Much attention is given to the Debian Free Software Guidelines (DFSG), which detail how software can be included in the project, and how this software must be licensed. The social contract is an important focus of the book, describing how members of the Debian community relate to each other and what users can expect from their Debian OS.

When a user hears "Debian" he might think of its unique brand of package management, with features that other Linux distributions only recently have been implementing. The system of tools that allow Debian users to install, configure, manage, and remove packages is amazingly robust, intricate, and extensive. A quarter of this book addresses package management.

The Debian System also explains concepts and practices related to operating system installation, system administration, security, and several very useful advanced concepts.

This book goes into the detail needed for a Debian user to maintain a streamlined, well-functioning, Debian system. Also, it gives additional tools to the moderately advanced user to get the most out of what Debian has to offer.

About Debian Linux

The Linux kernel, combined with the GNU user-space utilities, forms the basis of several of the best and most popular open-source operating system distributions currently available. Because of the free and open nature of these projects, various communities and companies dedicate time and effort into maintaining these distributions and making them accessible to all, usually for free (as in beer).

One of these distributions is known as Debian, so named by Ian Murdock after himself and his wife, Debra.

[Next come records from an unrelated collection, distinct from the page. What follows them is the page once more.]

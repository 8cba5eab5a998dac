use polars::prelude::*;
use std::{
    io::{self, Write},
    path::PathBuf,
};

use crate::error::PipelineError;

#[derive(Debug, Clone, Copy, PartialEq, Eq)]
pub enum ChartKind {
    HorizontalBar,
    Line,
    Count,
}

/// Labels and values handed to a sink, with the presentation text around them.
#[derive(Debug, Clone, PartialEq)]
pub struct Chart {
    pub kind: ChartKind,
    pub title: String,
    pub x_label: String,
    pub y_label: String,
    pub labels: Vec<String>,
    pub values: Vec<f64>,
}

impl Chart {
    /// File-name friendly version of the title.
    pub fn slug(&self) -> String {
        self.title
            .split(|c: char| !c.is_ascii_alphanumeric())
            .filter(|part| !part.is_empty())
            .map(str::to_ascii_lowercase)
            .collect::<Vec<_>>()
            .join("_")
    }
}

pub trait ReportSink {
    fn render(&mut self, chart: &Chart) -> Result<(), PipelineError>;
}

pub fn category_chart(sales: &[(String, f64)]) -> Chart {
    Chart {
        kind: ChartKind::HorizontalBar,
        title: "Top 10 Product Categories by Sales".to_owned(),
        x_label: "Total Sales".to_owned(),
        y_label: "Category".to_owned(),
        labels: sales.iter().map(|(k, _)| k.clone()).collect(),
        values: sales.iter().map(|(_, v)| *v).collect(),
    }
}

pub fn monthly_chart(sales: &[(u32, f64)]) -> Chart {
    Chart {
        kind: ChartKind::Line,
        title: "Monthly Sales Trend".to_owned(),
        x_label: "Month".to_owned(),
        y_label: "Total Sales".to_owned(),
        labels: sales.iter().map(|(m, _)| m.to_string()).collect(),
        values: sales.iter().map(|(_, v)| *v).collect(),
    }
}

pub fn review_chart(counts: &[(u32, usize)]) -> Chart {
    Chart {
        kind: ChartKind::Count,
        title: "Customer Review Distribution".to_owned(),
        x_label: "Review Score".to_owned(),
        y_label: "Count".to_owned(),
        labels: counts.iter().map(|(s, _)| s.to_string()).collect(),
        values: counts.iter().map(|(_, c)| *c as f64).collect(),
    }
}

const BAR_WIDTH: usize = 40;

/// Renders charts as text bars.
pub struct ConsoleSink<W: Write> {
    out: W,
}

impl ConsoleSink<io::Stdout> {
    pub fn stdout() -> Self {
        ConsoleSink { out: io::stdout() }
    }
}

impl<W: Write> ConsoleSink<W> {
    pub fn new(out: W) -> Self {
        ConsoleSink { out }
    }

    #[cfg(test)]
    pub fn into_inner(self) -> W {
        self.out
    }

    fn write_chart(&mut self, chart: &Chart) -> io::Result<()> {
        writeln!(self.out, "\n{}", chart.title)?;
        writeln!(self.out, "{} by {}", chart.x_label, chart.y_label)?;

        let label_width = chart
            .labels
            .iter()
            .map(|label| label.chars().count())
            .max()
            .unwrap_or(0);
        let max = chart.values.iter().cloned().fold(0.0_f64, f64::max);

        for (label, value) in chart.labels.iter().zip(&chart.values) {
            let filled = if max > 0.0 {
                ((value / max) * BAR_WIDTH as f64).round() as usize
            } else {
                0
            };
            let glyph = match chart.kind {
                ChartKind::HorizontalBar => "#",
                ChartKind::Line => "*",
                ChartKind::Count => "=",
            };
            match chart.kind {
                ChartKind::Count => writeln!(
                    self.out,
                    "{label:>label_width$} | {} {value}",
                    glyph.repeat(filled)
                )?,
                _ => writeln!(
                    self.out,
                    "{label:>label_width$} | {} {value:.2}",
                    glyph.repeat(filled)
                )?,
            }
        }

        self.out.flush()
    }
}

impl<W: Write> ReportSink for ConsoleSink<W> {
    fn render(&mut self, chart: &Chart) -> Result<(), PipelineError> {
        self.write_chart(chart).map_err(|source| PipelineError::Io {
            path: PathBuf::from("<console>"),
            source,
        })
    }
}

/// Shape of the merged table, plus how many values each column actually holds.
#[derive(Debug, Clone, PartialEq)]
pub struct Overview {
    pub rows: usize,
    pub columns: usize,
    pub non_missing: Vec<(String, usize)>,
}

pub fn dataset_overview(merged: &DataFrame) -> Overview {
    Overview {
        rows: merged.height(),
        columns: merged.width(),
        non_missing: merged
            .get_columns()
            .iter()
            .map(|s| (s.name().to_owned(), s.len() - s.null_count()))
            .collect(),
    }
}

pub fn write_overview<W: Write>(out: &mut W, overview: &Overview) -> io::Result<()> {
    writeln!(out, "\nDataset Info:")?;
    writeln!(
        out,
        "{} rows x {} columns",
        overview.rows, overview.columns
    )?;
    let width = overview
        .non_missing
        .iter()
        .map(|(name, _)| name.chars().count())
        .max()
        .unwrap_or(0);
    for (index, (name, count)) in overview.non_missing.iter().enumerate() {
        writeln!(out, "{index:>3}  {name:<width$}  {count} non-missing")?;
    }
    Ok(())
}

/// Prints the first `n` rows, one `column: value` line per field.
pub fn write_preview<W: Write>(out: &mut W, merged: &DataFrame, n: usize) -> io::Result<()> {
    writeln!(out, "\nSample Data:")?;
    let head = merged.head(Some(n));
    for index in 0..head.height() {
        writeln!(out, "[{index}]")?;
        for column in head.get_columns() {
            let shown = match column.get(index).map_err(io::Error::other)? {
                AnyValue::Null => "<missing>".to_owned(),
                AnyValue::String(s) => s.to_owned(),
                value => value.to_string(),
            };
            writeln!(out, "  {}: {shown}", column.name())?;
        }
    }
    Ok(())
}

pub fn write_ranking<W: Write>(
    out: &mut W,
    title: &str,
    ranking: &[(String, f64)],
) -> io::Result<()> {
    writeln!(out, "\n{title}")?;
    let width = ranking
        .iter()
        .map(|(k, _)| k.chars().count())
        .max()
        .unwrap_or(0);
    for (key, total) in ranking {
        writeln!(out, "{key:<width$}  {total:>12.2}")?;
    }
    Ok(())
}
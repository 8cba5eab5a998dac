use polars::prelude::*;

use crate::records::{FREIGHT_VALUE, PRICE, PURCHASE_TIMESTAMP};

pub const TOTAL_AMOUNT: &str = "TotalAmount";
pub const MONTH: &str = "Month";
pub const YEAR: &str = "Year";

/// Appends `TotalAmount`, `Month` and `Year`. Missing operands stay missing.
pub fn derive_features(merged: DataFrame) -> PolarsResult<DataFrame> {
    merged
        .lazy()
        .with_columns([
            (col(PRICE) + col(FREIGHT_VALUE)).alias(TOTAL_AMOUNT),
            col(PURCHASE_TIMESTAMP)
                .dt()
                .month()
                .cast(DataType::UInt32)
                .alias(MONTH),
            col(PURCHASE_TIMESTAMP).dt().year().alias(YEAR),
        ])
        .collect()
}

In 1994, Murdock penned the Debian Linux Manifesto; a document that outlined a proposal for distributed development of an entire, Linux-based, operating system built on the GNU and Linux kernel development models.

Debian doesn't refer just to the operating system; it refers as well to the community of users, package maintainers, and administrators that contribute to Debian's ongoing success. A social contract spells out the central understanding between Debian maintainers, users, and the general community. The Debian Free Software Guidelines describe what software is allowed in the project, and how the software must be licensed and used.

Debian does not get much mention as a beginner's Linux, but its influences are far-reaching. You might have read the recent articles in MozillaQuest Magazine about the Knoppix Live CD/DVD family of Linux distributions, or you may have heard of, or even used, other variations such as Ubuntu, Gnoppix, or MEPIS. These Live-CD distributions are all based on the Debian operating system, and in fact can be used to install a pure Debian system with the right know-how. The Mandriva package manager, urpmi, was heavily influenced by Debian's APT family of package management tools.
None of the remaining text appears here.